┏━━

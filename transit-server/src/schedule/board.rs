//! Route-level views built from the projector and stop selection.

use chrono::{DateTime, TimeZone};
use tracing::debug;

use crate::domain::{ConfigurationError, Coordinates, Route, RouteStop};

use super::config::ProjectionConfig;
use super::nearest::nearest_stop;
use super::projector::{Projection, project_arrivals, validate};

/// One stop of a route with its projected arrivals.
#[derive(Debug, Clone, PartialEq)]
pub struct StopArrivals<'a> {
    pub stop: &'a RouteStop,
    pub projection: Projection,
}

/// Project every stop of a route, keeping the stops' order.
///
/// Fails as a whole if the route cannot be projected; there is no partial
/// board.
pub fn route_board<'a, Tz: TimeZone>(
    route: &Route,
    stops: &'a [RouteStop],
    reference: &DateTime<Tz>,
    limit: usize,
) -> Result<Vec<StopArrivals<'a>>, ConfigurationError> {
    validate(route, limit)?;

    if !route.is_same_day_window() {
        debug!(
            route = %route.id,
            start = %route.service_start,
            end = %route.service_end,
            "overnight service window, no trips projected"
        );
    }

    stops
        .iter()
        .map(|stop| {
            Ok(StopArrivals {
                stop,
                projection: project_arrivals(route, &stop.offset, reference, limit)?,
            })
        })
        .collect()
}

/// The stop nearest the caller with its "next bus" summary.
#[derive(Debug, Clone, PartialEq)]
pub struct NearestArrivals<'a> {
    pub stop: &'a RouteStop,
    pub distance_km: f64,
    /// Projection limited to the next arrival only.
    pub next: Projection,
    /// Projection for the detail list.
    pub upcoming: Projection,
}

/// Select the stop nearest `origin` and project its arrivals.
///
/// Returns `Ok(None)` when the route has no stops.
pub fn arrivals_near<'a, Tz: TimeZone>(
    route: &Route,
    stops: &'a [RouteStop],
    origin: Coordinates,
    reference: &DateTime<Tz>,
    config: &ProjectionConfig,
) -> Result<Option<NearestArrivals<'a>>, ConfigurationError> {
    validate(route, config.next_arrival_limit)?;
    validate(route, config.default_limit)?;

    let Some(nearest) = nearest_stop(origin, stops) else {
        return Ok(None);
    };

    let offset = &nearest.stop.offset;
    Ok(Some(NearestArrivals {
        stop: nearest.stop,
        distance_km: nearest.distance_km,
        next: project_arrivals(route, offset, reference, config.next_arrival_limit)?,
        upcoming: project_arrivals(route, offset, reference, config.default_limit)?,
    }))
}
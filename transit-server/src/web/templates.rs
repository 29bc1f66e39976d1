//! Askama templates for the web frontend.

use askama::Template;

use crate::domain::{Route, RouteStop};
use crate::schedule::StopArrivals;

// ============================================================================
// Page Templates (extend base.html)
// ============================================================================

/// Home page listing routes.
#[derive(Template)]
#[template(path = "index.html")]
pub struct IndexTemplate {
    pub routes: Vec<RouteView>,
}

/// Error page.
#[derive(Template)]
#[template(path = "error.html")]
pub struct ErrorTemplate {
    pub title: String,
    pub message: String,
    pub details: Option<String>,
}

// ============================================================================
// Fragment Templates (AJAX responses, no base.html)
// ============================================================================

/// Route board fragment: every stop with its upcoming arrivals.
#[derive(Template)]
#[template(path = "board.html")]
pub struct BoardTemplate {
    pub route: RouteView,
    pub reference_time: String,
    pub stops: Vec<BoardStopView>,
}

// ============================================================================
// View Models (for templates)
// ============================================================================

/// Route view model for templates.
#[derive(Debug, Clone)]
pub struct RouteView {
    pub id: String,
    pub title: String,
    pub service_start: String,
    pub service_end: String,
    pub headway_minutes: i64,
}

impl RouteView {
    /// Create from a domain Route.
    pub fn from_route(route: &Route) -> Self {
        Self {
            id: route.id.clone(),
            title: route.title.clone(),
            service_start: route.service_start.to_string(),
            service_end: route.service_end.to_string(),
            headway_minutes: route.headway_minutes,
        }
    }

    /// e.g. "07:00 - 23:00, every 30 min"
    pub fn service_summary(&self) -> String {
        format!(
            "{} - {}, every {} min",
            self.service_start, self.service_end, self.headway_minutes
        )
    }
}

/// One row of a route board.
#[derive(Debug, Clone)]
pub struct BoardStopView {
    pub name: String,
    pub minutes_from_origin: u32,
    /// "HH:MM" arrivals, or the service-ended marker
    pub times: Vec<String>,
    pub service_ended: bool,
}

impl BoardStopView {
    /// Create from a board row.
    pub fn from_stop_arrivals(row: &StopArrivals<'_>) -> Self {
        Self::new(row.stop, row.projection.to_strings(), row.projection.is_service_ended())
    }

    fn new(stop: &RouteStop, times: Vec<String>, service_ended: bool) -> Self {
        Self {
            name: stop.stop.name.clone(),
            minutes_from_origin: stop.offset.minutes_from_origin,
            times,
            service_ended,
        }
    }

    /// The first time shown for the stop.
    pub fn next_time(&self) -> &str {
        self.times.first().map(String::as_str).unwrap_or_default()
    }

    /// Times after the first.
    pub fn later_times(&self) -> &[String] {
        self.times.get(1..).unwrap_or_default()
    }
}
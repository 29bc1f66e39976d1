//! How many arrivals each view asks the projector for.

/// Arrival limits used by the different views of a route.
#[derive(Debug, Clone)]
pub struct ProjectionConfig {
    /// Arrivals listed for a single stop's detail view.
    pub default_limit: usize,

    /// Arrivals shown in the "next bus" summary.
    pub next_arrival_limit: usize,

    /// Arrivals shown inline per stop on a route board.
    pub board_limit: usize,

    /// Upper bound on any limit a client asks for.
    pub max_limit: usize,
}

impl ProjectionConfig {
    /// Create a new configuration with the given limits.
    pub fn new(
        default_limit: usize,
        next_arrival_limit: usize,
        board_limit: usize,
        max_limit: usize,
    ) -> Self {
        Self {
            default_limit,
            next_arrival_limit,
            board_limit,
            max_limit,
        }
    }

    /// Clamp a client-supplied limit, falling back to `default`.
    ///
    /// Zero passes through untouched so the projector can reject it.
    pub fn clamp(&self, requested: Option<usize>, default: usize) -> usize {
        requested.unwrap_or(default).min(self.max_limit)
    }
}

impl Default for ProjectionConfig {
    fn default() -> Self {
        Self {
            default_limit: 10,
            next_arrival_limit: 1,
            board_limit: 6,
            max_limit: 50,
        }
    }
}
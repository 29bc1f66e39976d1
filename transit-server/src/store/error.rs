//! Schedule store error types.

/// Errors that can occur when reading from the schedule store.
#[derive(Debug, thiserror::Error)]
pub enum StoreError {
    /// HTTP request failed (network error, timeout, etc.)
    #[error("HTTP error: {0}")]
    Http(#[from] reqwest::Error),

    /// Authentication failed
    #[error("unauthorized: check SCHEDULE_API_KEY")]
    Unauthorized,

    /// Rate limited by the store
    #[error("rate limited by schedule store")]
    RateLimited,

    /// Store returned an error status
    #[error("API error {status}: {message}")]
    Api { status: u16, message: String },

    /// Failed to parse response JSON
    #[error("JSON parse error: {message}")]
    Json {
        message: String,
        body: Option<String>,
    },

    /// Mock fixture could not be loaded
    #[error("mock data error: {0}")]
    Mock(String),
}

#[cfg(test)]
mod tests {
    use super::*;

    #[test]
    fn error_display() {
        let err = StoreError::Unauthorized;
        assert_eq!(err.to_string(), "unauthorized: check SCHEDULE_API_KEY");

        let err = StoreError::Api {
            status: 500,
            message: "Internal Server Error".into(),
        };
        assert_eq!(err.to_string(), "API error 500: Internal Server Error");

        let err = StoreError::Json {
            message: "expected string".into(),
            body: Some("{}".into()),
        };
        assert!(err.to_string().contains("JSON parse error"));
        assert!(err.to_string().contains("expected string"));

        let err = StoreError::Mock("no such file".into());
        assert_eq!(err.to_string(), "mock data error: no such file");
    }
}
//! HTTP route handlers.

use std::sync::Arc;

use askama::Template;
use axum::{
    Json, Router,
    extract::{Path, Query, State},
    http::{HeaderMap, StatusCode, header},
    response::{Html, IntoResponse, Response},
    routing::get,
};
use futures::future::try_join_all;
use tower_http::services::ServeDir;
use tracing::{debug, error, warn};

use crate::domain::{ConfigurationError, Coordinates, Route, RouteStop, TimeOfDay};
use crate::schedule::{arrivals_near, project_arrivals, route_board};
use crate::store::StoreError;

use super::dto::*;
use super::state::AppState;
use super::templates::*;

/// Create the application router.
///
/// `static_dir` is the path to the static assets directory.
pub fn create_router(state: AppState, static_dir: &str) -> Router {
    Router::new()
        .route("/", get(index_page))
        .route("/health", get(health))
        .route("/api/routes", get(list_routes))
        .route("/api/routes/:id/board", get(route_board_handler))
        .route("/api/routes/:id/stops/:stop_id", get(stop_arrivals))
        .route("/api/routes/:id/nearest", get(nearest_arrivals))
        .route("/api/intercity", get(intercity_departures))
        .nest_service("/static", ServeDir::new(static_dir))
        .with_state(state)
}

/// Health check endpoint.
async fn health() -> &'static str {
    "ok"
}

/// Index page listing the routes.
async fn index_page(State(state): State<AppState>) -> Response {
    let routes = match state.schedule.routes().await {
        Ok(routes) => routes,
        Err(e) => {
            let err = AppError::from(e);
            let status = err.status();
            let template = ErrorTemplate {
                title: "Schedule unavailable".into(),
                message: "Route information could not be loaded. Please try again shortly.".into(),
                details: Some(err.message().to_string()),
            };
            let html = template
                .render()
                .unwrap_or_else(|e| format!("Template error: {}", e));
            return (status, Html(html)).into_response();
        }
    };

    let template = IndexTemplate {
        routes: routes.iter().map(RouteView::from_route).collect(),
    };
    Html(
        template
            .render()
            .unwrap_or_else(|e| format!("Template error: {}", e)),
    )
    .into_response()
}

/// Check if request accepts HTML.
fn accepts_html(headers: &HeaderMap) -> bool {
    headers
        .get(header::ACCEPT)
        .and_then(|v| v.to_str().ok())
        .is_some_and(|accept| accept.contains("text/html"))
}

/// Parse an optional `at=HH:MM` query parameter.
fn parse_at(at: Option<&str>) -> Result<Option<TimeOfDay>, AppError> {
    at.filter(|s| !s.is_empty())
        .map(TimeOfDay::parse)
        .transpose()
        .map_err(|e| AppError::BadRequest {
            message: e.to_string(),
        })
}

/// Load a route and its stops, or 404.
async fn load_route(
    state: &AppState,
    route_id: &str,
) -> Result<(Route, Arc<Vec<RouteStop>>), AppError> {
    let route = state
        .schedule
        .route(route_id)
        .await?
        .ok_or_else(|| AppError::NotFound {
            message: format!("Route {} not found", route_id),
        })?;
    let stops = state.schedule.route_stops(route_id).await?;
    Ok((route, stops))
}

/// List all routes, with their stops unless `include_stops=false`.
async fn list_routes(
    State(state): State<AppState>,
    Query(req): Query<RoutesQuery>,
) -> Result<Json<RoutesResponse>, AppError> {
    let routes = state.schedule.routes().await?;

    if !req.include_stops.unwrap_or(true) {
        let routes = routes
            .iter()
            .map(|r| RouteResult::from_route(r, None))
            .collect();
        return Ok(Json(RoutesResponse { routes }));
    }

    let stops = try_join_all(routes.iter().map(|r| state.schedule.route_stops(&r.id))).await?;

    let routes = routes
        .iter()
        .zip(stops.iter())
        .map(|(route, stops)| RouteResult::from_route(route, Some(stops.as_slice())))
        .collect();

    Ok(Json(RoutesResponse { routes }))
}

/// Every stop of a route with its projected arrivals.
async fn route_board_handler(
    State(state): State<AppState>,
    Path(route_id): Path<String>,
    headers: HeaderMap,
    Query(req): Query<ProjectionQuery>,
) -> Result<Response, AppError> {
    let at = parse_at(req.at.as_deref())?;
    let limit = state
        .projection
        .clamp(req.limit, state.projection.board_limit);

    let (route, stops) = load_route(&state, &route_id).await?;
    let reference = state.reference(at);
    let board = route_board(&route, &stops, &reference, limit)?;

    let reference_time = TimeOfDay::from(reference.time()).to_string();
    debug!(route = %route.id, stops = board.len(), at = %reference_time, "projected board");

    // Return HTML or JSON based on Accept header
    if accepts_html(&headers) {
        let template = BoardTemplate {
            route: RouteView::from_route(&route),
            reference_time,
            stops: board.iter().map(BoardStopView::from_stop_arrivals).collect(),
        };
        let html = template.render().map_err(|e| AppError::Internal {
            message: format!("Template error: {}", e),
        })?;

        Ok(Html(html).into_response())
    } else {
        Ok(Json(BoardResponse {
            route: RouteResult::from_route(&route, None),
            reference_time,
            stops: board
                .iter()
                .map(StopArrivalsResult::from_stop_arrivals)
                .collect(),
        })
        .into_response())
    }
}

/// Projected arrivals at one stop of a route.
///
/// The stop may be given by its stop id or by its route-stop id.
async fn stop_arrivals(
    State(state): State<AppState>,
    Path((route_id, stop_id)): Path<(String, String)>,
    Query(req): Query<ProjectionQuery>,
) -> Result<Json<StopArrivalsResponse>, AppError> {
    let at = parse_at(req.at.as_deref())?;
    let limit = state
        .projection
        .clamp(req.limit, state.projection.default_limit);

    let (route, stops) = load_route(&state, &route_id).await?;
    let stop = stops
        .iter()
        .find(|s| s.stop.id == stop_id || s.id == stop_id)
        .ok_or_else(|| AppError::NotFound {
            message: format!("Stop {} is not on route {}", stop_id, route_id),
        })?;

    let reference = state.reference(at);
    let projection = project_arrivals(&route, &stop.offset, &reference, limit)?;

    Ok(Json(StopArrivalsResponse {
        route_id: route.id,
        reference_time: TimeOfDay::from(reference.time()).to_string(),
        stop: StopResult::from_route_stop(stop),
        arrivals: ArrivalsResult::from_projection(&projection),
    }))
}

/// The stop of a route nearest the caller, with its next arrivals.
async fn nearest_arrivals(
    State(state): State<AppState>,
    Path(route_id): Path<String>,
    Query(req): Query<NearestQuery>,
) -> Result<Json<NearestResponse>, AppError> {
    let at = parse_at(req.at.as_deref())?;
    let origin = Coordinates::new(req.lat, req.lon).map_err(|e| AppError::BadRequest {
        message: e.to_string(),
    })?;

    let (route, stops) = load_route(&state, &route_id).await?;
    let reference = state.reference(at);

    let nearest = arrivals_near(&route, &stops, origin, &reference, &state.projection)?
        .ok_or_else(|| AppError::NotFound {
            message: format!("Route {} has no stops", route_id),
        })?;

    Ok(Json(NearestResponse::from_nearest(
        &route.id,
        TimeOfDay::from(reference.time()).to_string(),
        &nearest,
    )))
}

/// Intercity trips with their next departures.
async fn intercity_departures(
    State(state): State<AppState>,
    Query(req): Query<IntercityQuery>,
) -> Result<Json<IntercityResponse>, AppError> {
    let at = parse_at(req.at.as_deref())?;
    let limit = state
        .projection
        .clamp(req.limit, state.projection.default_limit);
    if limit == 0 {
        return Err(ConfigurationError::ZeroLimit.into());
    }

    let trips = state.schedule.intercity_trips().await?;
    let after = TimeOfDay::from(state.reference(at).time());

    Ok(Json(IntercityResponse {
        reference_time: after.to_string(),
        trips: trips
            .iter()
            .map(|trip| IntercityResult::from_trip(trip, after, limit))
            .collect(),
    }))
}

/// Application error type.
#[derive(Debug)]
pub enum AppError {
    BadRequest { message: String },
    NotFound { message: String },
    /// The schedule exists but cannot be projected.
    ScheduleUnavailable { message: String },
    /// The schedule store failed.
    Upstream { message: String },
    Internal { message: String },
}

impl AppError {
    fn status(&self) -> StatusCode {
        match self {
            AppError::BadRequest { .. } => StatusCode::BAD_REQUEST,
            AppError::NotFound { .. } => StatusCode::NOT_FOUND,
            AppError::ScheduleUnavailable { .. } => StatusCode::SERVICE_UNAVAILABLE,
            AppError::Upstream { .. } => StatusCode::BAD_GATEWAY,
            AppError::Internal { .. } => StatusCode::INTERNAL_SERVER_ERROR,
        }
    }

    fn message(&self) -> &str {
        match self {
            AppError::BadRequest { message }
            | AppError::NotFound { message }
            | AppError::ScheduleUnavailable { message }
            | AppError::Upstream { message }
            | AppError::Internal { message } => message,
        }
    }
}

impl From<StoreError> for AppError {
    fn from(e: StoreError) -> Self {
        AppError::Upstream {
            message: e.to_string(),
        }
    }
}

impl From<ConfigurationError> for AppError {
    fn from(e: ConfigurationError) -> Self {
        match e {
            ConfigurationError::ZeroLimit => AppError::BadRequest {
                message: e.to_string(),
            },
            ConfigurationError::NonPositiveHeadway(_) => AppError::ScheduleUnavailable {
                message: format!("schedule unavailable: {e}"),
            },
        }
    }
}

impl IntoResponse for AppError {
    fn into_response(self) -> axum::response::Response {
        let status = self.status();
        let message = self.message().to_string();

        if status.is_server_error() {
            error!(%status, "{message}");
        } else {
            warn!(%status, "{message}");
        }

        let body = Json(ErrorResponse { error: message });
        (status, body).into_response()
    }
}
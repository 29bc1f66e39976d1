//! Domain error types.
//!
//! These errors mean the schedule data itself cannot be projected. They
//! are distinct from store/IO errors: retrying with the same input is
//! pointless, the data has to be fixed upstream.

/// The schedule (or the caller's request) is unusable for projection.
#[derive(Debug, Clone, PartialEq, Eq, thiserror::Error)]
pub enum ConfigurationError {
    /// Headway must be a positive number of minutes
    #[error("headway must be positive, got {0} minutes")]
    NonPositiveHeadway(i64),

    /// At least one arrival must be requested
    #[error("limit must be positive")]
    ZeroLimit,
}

┗━━

■ **Instructions to follow**
What are the exact lines from the beginning of the material through the line containing "use super::nearest::nearest_stop;"? Write out those lines alone.

■ **Answer below**
filename transit-server/src/schedule/board.rs
//! Route-level views built from the projector and stop selection.

use chrono::{DateTime, TimeZone};
use tracing::debug;

use crate::domain::{ConfigurationError, Coordinates, Route, RouteStop};

use super::config::ProjectionConfig;
use super::nearest::nearest_stop;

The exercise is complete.